Tracy Emin: 20 Years

In the first major retrospective of her lifetime’s work, Tracey Emin is showing her most famous pieces at the Scottish National Gallery or Modern Art until 7 November. Emin has been a controversial figure in the British art scene for over a decade. Even today, having completed the transition from angry upstart to establishment grande dame, there’s some division over whether her homemade videos, scrawled drawings and appliquéd blankets are powerful works, or simply self-indulgent confessions.
Emin was born in Margate, a British seaside town, in 1963 to Turkish-Cypriot parents. Her young life was a mixture of sex and self-destruction as she floated between different men and different art schools - often destroying large bodies of her work in (now famous) angst attacks.

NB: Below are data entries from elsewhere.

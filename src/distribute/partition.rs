//! Contiguous row-block partitioning.

use std::ops::Range;

use crate::error::SpmvError;

/// `P + 1` non-decreasing row boundaries; rank `k` owns `[b[k], b[k+1])`.
#[derive(Debug, Clone, PartialEq, Eq)]
pub struct RowDistribution {
    boundaries: Vec<usize>,
}

impl RowDistribution {
    pub fn boundaries(&self) -> &[usize] {
        &self.boundaries
    }

    pub fn workers(&self) -> usize {
        self.boundaries.len() - 1
    }

    pub fn total_rows(&self) -> usize {
        self.boundaries[self.workers()]
    }

    /// Global rows owned by `worker`.
    pub fn range(&self, worker: usize) -> Range<usize> {
        self.boundaries[worker]..self.boundaries[worker + 1]
    }

    pub fn rows_of(&self, worker: usize) -> usize {
        self.range(worker).len()
    }

    /// Rank owning global `row`, found by binary search over the boundaries and
    /// clamped to `[0, P - 1]`; rows past the end map to the last rank.
    pub fn owner_of(&self, row: usize) -> usize {
        let upper = self.boundaries.partition_point(|&b| b <= row);
        upper.saturating_sub(1).min(self.workers() - 1)
    }
}

/// Split `total_rows` into `workers` contiguous blocks.
///
/// Closed form: with `base = total_rows / workers` and `rem = total_rows % workers`,
/// worker `k` starts at `k * base + min(k, rem)`, so the first `rem` workers get one
/// extra row. Workers beyond `total_rows` receive empty ranges.
pub fn partition_rows(total_rows: usize, workers: usize) -> Result<RowDistribution, SpmvError> {
    if workers == 0 {
        return Err(SpmvError::InvalidWorkerCount);
    }
    let base = total_rows / workers;
    let rem = total_rows % workers;
    let mut boundaries: Vec<usize> = (0..workers).map(|k| k * base + k.min(rem)).collect();
    boundaries.push(total_rows);
    Ok(RowDistribution { boundaries })
}

#[cfg(test)]
mod tests {
    use super::*;

    #[test]
    fn ten_rows_three_workers() {
        let d = partition_rows(10, 3).unwrap();
        assert_eq!(d.boundaries(), &[0, 4, 7, 10]);
        assert_eq!(d.rows_of(0), 4);
        assert_eq!(d.range(2), 7..10);
    }

    #[test]
    fn fewer_rows_than_workers() {
        let d = partition_rows(2, 5).unwrap();
        assert_eq!(d.boundaries(), &[0, 1, 2, 2, 2, 2]);
        assert_eq!((0..5).filter(|&k| d.rows_of(k) == 0).count(), 3);
        assert_eq!(d.total_rows(), 2);
    }

    #[test]
    fn zero_workers_is_rejected() {
        assert!(matches!(partition_rows(4, 0), Err(SpmvError::InvalidWorkerCount)));
    }

    #[test]
    fn owner_lookup() {
        let d = partition_rows(10, 3).unwrap();
        let owners: Vec<usize> = (0..10).map(|r| d.owner_of(r)).collect();
        assert_eq!(owners, vec![0, 0, 0, 0, 1, 1, 1, 2, 2, 2]);
        assert_eq!(d.owner_of(42), 2);

        let sparse = partition_rows(2, 5).unwrap();
        assert_eq!(sparse.owner_of(0), 0);
        assert_eq!(sparse.owner_of(1), 1);
        assert_eq!(sparse.owner_of(2), 4);
    }

    #[test]
    fn balanced_for_many_shapes() {
        for rows in 0..40 {
            for workers in 1..9 {
                let d = partition_rows(rows, workers).unwrap();
                let b = d.boundaries();
                assert_eq!(b[0], 0);
                assert_eq!(b[workers], rows);
                assert!(b.windows(2).all(|w| w[0] <= w[1]));
                let sizes: Vec<usize> = (0..workers).map(|k| d.rows_of(k)).collect();
                let (lo, hi) = (sizes.iter().min().unwrap(), sizes.iter().max().unwrap());
                assert!(hi - lo <= 1);
            }
        }
    }
}
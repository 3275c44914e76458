//! Distribution, local multiply and gather over in-process rank groups.
//!
//! These tests drive the pipeline stages directly (no files): entries are
//! scattered from a root, converted per rank, multiplied and gathered back,
//! for several group sizes including groups larger than the row count.

use rand::rngs::StdRng;
use rand::{Rng, SeedableRng};
use rowspmv::distribute::{gather_result, partition_rows, scatter_entries};
use rowspmv::matrix::{CoordinateEntry, to_csr, to_csr_windowed};
use rowspmv::parallel::{Comm, LocalComm};

fn random_entries(seed: u64, nrows: usize, ncols: usize, count: usize) -> Vec<CoordinateEntry> {
    let mut rng = StdRng::seed_from_u64(seed);
    (0..count)
        .map(|_| {
            CoordinateEntry::new(
                rng.gen_range(0..nrows),
                rng.gen_range(0..ncols),
                rng.gen_range(-1.0..1.0),
            )
        })
        .collect()
}

fn sorted(mut entries: Vec<CoordinateEntry>) -> Vec<CoordinateEntry> {
    entries.sort_by(|a, b| a.key().cmp(&b.key()).then(a.value.total_cmp(&b.value)));
    entries
}

/// Distributed y = A x with `workers` ranks, returned from the root.
fn distributed_multiply(workers: usize, nrows: usize, ncols: usize, entries: &[CoordinateEntry], x: &[f64]) -> Vec<f64> {
    let results = LocalComm::run(workers, |comm| {
        let dist = partition_rows(nrows, comm.size()).unwrap();
        let root_entries = (comm.rank() == 0).then(|| entries.to_vec());
        let local_entries = scatter_entries(comm, 0, root_entries, &dist).unwrap();
        let window = dist.range(comm.rank());
        let local = to_csr_windowed(local_entries, window.start, window.end, ncols);
        let y = local.multiply(x);
        gather_result(comm, &y, 0).unwrap()
    });
    results.into_iter().next().flatten().unwrap()
}

#[test]
fn scatter_is_lossless_and_non_duplicating() {
    let (nrows, ncols) = (17, 9);
    let entries = random_entries(1, nrows, ncols, 150);
    for workers in 1..=5 {
        let received = LocalComm::run(workers, |comm| {
            let dist = partition_rows(nrows, comm.size()).unwrap();
            let root_entries = (comm.rank() == 0).then(|| entries.clone());
            let local = scatter_entries(comm, 0, root_entries, &dist).unwrap();
            let window = dist.range(comm.rank());
            assert!(local.iter().all(|e| window.contains(&e.row)), "rank {} got a foreign row", comm.rank());
            local
        });
        let union: Vec<CoordinateEntry> = received.into_iter().flatten().collect();
        assert_eq!(sorted(union), sorted(entries.clone()), "workers = {workers}");
    }
}

#[test]
fn scatter_from_a_non_zero_root() {
    let entries = random_entries(2, 6, 3, 20);
    let received = LocalComm::run(3, |comm| {
        let dist = partition_rows(6, comm.size()).unwrap();
        let root_entries = (comm.rank() == 2).then(|| entries.clone());
        scatter_entries(comm, 2, root_entries, &dist).unwrap()
    });
    let union: Vec<CoordinateEntry> = received.into_iter().flatten().collect();
    assert_eq!(sorted(union), sorted(entries));
}

#[test]
fn identity_times_vector_for_any_worker_count() {
    let identity: Vec<CoordinateEntry> = (0..3).map(|i| CoordinateEntry::new(i, i, 1.0)).collect();
    for workers in 1..=5 {
        let y = distributed_multiply(workers, 3, 3, &identity, &[1.0, 2.0, 3.0]);
        assert_eq!(y, vec![1.0, 2.0, 3.0], "workers = {workers}");
    }
}

#[test]
fn distributed_matches_serial_bit_for_bit() {
    let (nrows, ncols) = (23, 11);
    let entries = random_entries(9, nrows, ncols, 200);
    let x: Vec<f64> = (0..ncols).map(|j| (j as f64).sin()).collect();
    let serial = to_csr(nrows, ncols, entries.clone()).multiply(&x);
    for workers in [1, 2, 3, 4, 7, 30] {
        assert_eq!(distributed_multiply(workers, nrows, ncols, &entries, &x), serial, "workers = {workers}");
    }
}

#[test]
fn empty_matrix_gathers_nothing() {
    let y = distributed_multiply(3, 0, 4, &[], &[1.0; 4]);
    assert!(y.is_empty());
}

Rape, abortion, family tragedy and a whole of host unpleasant diseases feature in her history and most of these milestones are well-documented in the ‘20 Years’ retrospective. ’My CV’ - a 10-minute video that lists the highs and lows of every year of her life until 1996 - is a
good introduction to the hard times Emin went through in the period before she became an art superstar.
Today, Tracey Emin is part of the British Art establishment. She was this year’s UK representative at the Venice Biennale and, since March 2007, had been an Academician of the Royal Academy – Britain’s most well respected body of artists. Her life is a much more sober state of
affairs than when she burst onto the world art scene in 1997, at a time when friends and artists such as Sarah Lucas and Damien Hirst - part of a group that came to be known as the YBAs (Young British Artists) - were forcing shock, sex and highly conceptual art onto the international table.
Emin was nominated for the UK’s highest art award, the Turner Prize, in 1997 and exhibited ‘My Bed’ at the Turner exhibition. ‘My Bed’ is just that – Emin’s bed from the mid-90s; unmade, soiled, surrounded by cigarette packets and vodka bottles and, for many, the complete antithesis of what should constitute award-winning work. Even now, Emin courts controversy, and critics have come to the Edinburgh exhibition to condemn her work as shallow and self-concerned. These claims are easy to make, but it’s harder to downplay her significance in
the 90s Britart scene that, along with its musical cousin Britpop, defined an era of ‘Cool Britannia’ and led the way for the rest of the cultural world to experiment with new levels of irreverence and openness.
Emin’s confessions may have lost their edge now we know how it all turned out, but its best to keep the 90s in mind as you view this exhibition. Somewhat dated it may be, but as an examination of what made Emin, and the British art scene, what they both are today, this is
unmissable.
Tracey Emin: 20 Years
Until 9 Nov, Scottish National Gallery of Modern Art (A4), 75 Belford Road, 0131 624 6200, www.nationalgalleries.org, open daily 10am-5pm, Thu 10am-7pm.